Futuro Beach (2014)
9/10
In "Praia do Futuro" every picture tells a story.
9 June 2018
An award-winning screenwriter once told me the secret to his success. It's knowing and never forgetting the essence of film (and this holds true for directors, actors, cinematographers, make-up artists, and production designers as well).

Simply put, "A movie is a story that's told with pictures. Pictures that move." Every line, every shot, every scene, every setting, every prop, should be informed by this.

Few films exemplify this as well as Karim Aïnouz' "Praia do Futuro." Ainouz has said, "For me film is time, space, and sound distilled in a moving image."

It's also, you can see clearly from this film, about bodies moving in time and space and within architecture.

(There's one memorable scene of muscular lifeguards training on the beach and then running into the sea that's right out of poet Walt Whitman's "I Sing the Body Electric.")

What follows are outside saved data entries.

//! The aggregation domain.
//!
//! One task drains the client event channel and is the only writer of the
//! device store. After each store mutation it synchronously drives the
//! Ember+ updater and the TSL sender, so for any device event the side
//! effects land before the next event is processed and before the next
//! broadcast tick can observe the previous value.

use std::sync::Arc;

use parking_lot::Mutex;
use tokio::task::JoinHandle;
use tokio_util::sync::CancellationToken;

use crate::ember::{EmberDeviceUpdate, EmberProvider};
use crate::events::{DeviceEvent, EventReceiver, StateUpdate};
use crate::state::{DeviceStore, TransportState};
use crate::tsl::TslSender;

/// Handle to the running aggregator task.
pub struct Aggregator {
    cancel: CancellationToken,
    task: Mutex<Option<JoinHandle<()>>>,
}

impl Aggregator {
    /// Spawns the aggregation task.
    #[must_use]
    pub fn spawn(
        store: Arc<DeviceStore>,
        events: EventReceiver,
        ember: Arc<EmberProvider>,
        tsl: Arc<TslSender>,
    ) -> Self {
        let cancel = CancellationToken::new();
        let task = tokio::spawn(run(store, events, ember, tsl, cancel.clone()));
        Self {
            cancel,
            task: Mutex::new(Some(task)),
        }
    }

    /// Stops the task; pending events in the channel are dropped.
    pub async fn stop(&self) {
        self.cancel.cancel();
        let task = self.task.lock().take();
        if let Some(task) = task {
            let _ = task.await;
        }
    }
}

async fn run(
    store: Arc<DeviceStore>,
    mut events: EventReceiver,
    ember: Arc<EmberProvider>,
    tsl: Arc<TslSender>,
    cancel: CancellationToken,
) {
    loop {
        let (id, event) = tokio::select! {
            _ = cancel.cancelled() => break,
            received = events.recv() => match received {
                Some(pair) => pair,
                None => break,
            },
        };
        apply_event(&store, &ember, &tsl, id, event).await;
    }
    log::debug!("[Aggregator] Stopped");
}

/// Applies one event: store mutation first, then Ember+ and TSL side
/// effects for that device.
async fn apply_event(
    store: &DeviceStore,
    ember: &EmberProvider,
    tsl: &TslSender,
    id: u16,
    event: DeviceEvent,
) {
    let ember_update = match event {
        DeviceEvent::State(StateUpdate {
            state,
            timecode,
            filename,
        }) => {
            log::debug!("[Aggregator] Device {id}: {state} {timecode} {filename:?}");
            let applied = store.with_mut(id, |device| {
                device.state = state;
                device.timecode = timecode.clone();
                device.filename = filename.clone();
                device.connected = true;
            });
            if !applied {
                log::warn!("[Aggregator] State event for unknown device {id}");
                return;
            }
            EmberDeviceUpdate {
                state: Some(state),
                timecode: Some(timecode),
                filename: Some(filename),
                connected: Some(true),
            }
        }
        DeviceEvent::Connected => {
            log::info!("[Aggregator] Device {id} connected");
            let applied = store.with_mut(id, |device| {
                device.connected = true;
                // Freshly connected, transport not yet known.
                device.state = TransportState::Stop;
            });
            if !applied {
                return;
            }
            EmberDeviceUpdate {
                state: Some(TransportState::Stop),
                connected: Some(true),
                ..EmberDeviceUpdate::default()
            }
        }
        DeviceEvent::Disconnected => {
            log::warn!("[Aggregator] Device {id} disconnected");
            // Timecode and filename are retained for operator context; only
            // the transport state is forced offline.
            let applied = store.with_mut(id, |device| {
                device.connected = false;
                device.state = TransportState::Offline;
            });
            if !applied {
                return;
            }
            EmberDeviceUpdate {
                state: Some(TransportState::Offline),
                connected: Some(false),
                ..EmberDeviceUpdate::default()
            }
        }
        DeviceEvent::Error(message) => {
            // Non-fatal; the owning client follows up with a disconnect
            // event when the transport actually drops.
            log::warn!("[Aggregator] Device {id} error: {message}");
            return;
        }
    };

    ember.update_device(id, &ember_update);
    if let Some(device) = store.get(id) {
        tsl.update_device(id, &device.name, device.state).await;
    }
}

Every shot, every scene in this spare, visual style of storytelling is a work of art, which shouldn't be surprising as Ainouz came to film making in a roundabout way, leaving Fortaleza, Brazil (where the opening of "Praia do Futuro" is set) to study architecture in Brazil's futuristic capital, Brasilia. He then studied fine art in New York, took up painting and photography, only to finally study film in graduate school at NYU. He sees himself primarily as a visual artist.

This is a film about fear and courage, about risking it all. It's also about displacement and freedom. But, unlike Hollywood films, it never spells anything out. These ideas are dealt with elliptically and obliquely and usually through movement and visuals rather than through dialogue. The protagonists move through water and dance and speed-race motorcycles through breathtaking scenery and they make passionate, sensual love.

If you like things spelled out for you and wrapped up with a bow this is not the film for you. Much of what happens, happens off-screen. Characters don't talk about their feelings or reveal much through dialogue and the ending is cryptic. But pay attention: It's the visuals and motion and actions that reveal everything.

And about that ending--there is some actual "telling" rather than showing in the end (don't worry, it's not a spoiler) and it's so emblematic of the film I'll cite it here. As we see two motorcycles disappear into the gray mist on a twisting, turning German autobahn, Donato, in a voice-over, addresses his brother, the one he'd abandoned eight years earlier when he left Brazil for Germany.

"There are two types of fear and courage, Speed. I act as if there is no danger. But you know that everything is dangerous in this endless sea."

"Praia do Futuro" invites you to take a swim, take a risk, try your luck. It doesn't promise a happy ending, but it doesn't preclude one, either.